* Dataset content:
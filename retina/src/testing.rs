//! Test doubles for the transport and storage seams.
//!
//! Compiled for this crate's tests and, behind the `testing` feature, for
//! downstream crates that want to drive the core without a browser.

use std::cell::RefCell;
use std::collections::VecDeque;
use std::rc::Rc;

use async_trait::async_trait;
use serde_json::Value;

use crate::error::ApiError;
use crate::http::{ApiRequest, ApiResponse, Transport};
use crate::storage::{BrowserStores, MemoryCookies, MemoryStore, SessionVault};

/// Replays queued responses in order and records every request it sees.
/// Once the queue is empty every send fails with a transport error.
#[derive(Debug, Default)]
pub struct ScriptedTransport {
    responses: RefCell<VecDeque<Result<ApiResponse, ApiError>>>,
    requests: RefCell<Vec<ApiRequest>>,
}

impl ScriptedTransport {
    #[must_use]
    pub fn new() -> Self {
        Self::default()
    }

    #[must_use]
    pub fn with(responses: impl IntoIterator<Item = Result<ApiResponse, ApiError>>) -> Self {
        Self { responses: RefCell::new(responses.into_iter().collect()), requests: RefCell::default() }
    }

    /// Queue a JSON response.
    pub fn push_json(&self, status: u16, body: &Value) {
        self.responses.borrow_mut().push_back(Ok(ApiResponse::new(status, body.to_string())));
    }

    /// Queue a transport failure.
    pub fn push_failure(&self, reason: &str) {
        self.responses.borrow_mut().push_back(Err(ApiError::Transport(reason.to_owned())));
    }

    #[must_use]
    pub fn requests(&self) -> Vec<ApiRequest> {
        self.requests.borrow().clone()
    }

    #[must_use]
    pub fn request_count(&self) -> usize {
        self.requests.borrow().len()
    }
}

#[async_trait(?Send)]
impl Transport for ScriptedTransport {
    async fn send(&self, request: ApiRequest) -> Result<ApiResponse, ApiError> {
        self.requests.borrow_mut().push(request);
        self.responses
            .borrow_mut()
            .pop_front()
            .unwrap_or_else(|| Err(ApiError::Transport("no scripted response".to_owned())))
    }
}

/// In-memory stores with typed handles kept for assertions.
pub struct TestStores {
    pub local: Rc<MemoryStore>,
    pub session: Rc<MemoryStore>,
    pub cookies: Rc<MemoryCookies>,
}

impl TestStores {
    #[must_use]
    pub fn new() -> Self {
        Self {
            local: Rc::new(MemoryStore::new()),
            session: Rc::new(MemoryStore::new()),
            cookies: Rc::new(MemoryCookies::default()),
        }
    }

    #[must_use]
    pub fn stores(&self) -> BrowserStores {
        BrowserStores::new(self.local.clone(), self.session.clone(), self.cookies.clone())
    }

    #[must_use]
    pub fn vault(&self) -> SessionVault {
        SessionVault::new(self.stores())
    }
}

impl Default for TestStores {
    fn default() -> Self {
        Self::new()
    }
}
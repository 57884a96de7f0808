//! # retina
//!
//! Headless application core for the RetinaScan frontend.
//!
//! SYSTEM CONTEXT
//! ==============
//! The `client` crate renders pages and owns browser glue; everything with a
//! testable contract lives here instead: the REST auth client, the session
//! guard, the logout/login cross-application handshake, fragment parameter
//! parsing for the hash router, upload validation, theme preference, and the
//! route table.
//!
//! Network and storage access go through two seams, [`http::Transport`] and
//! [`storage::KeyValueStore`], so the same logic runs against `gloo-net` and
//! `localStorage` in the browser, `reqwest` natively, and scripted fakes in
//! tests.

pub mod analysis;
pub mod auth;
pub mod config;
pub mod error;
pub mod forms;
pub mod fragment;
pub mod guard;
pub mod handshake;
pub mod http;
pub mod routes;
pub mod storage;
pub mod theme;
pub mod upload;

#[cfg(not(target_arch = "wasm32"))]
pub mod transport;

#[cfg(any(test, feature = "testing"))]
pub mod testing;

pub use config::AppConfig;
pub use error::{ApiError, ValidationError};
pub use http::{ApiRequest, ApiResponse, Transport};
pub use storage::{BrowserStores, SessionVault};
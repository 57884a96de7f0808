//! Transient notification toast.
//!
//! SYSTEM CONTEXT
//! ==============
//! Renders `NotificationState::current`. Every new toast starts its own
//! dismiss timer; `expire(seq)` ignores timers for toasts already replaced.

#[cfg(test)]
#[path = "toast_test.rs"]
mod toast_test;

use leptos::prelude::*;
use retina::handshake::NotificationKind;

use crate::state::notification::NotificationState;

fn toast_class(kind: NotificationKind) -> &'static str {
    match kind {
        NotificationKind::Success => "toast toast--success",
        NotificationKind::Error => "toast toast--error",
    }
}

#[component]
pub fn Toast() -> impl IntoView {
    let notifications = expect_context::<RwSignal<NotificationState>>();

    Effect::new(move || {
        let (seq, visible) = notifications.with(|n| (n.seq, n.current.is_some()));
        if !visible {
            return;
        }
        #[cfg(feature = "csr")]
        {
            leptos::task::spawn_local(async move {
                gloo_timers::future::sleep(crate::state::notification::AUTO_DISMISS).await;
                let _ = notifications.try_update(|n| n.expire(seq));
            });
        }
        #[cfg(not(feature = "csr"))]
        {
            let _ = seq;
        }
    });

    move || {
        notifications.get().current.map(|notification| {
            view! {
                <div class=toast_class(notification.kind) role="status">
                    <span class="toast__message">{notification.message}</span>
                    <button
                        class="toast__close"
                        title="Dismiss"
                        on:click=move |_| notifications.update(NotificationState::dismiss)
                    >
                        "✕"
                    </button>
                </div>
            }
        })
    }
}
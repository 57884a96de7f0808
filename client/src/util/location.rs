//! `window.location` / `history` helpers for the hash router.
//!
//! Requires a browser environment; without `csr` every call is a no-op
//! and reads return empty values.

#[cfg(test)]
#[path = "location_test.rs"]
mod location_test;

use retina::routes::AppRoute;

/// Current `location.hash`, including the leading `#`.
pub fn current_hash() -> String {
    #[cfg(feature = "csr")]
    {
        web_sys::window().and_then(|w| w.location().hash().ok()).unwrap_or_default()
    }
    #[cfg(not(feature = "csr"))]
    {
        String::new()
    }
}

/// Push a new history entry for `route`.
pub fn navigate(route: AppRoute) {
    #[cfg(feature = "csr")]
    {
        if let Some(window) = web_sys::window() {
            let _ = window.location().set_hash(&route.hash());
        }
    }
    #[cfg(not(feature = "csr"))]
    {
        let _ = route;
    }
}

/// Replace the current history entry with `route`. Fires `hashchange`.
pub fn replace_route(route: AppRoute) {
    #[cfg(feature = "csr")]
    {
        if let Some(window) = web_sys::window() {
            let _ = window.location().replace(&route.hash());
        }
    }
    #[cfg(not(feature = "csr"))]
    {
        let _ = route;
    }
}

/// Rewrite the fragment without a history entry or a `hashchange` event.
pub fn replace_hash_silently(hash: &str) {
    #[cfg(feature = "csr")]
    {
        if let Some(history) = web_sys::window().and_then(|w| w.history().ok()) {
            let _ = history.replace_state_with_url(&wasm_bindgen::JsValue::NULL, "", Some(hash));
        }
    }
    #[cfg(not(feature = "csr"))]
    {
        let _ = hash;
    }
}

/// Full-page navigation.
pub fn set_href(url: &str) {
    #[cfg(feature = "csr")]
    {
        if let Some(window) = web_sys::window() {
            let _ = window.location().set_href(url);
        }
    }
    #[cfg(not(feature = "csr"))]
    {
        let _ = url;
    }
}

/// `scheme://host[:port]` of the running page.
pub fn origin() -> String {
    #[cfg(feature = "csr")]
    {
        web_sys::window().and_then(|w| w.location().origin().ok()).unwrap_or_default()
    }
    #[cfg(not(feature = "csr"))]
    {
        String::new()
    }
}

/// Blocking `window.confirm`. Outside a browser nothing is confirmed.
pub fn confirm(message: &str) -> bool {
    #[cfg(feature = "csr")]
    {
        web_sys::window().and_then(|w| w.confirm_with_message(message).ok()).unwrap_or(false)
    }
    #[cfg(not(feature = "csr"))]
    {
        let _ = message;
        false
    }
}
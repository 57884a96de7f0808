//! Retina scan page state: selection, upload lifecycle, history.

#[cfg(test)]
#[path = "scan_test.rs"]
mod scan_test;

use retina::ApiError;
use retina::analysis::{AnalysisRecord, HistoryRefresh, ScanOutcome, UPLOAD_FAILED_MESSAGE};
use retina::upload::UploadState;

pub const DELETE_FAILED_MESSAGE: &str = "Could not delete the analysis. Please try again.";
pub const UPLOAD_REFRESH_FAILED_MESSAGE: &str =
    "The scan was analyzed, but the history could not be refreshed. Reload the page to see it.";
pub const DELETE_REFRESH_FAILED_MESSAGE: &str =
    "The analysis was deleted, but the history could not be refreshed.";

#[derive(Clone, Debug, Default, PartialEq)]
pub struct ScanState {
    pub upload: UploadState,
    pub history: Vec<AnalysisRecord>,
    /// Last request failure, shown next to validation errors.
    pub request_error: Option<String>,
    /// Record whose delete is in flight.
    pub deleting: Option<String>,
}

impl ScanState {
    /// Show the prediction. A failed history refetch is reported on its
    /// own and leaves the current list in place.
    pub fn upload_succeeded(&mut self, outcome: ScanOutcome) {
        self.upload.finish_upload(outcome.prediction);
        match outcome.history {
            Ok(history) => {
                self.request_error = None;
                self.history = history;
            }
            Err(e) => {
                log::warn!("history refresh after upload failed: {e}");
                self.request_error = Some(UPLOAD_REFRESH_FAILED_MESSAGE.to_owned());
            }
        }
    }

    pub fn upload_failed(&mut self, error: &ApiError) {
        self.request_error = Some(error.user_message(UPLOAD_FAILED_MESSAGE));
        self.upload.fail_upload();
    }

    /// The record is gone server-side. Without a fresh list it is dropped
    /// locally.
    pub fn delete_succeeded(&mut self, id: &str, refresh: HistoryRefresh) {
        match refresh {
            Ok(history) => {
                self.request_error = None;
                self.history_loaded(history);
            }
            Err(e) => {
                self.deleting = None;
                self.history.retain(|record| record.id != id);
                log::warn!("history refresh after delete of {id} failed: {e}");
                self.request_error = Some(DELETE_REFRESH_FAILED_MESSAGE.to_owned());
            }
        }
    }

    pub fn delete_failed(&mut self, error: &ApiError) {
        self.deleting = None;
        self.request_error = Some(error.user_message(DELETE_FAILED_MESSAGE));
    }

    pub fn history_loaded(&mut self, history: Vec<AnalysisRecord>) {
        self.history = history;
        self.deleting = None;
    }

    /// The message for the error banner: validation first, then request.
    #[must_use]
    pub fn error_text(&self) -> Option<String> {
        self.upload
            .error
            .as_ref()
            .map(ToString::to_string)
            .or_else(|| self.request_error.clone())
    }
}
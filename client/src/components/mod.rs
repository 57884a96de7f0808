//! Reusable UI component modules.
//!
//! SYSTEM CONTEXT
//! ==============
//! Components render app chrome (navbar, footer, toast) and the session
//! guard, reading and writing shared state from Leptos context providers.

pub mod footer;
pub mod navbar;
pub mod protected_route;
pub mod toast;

* Directions:
From the start of the data to the line that holds "use crate::error::ApiError;", retype each line exactly, with both ends included.

* Exercise answer:
filename retina/src/testing.rs
//! Test doubles for the transport and storage seams.
//!
//! Compiled for this crate's tests and, behind the `testing` feature, for
//! downstream crates that want to drive the core without a browser.

use std::cell::RefCell;
use std::collections::VecDeque;
use std::rc::Rc;

use async_trait::async_trait;
use serde_json::Value;

use crate::error::ApiError;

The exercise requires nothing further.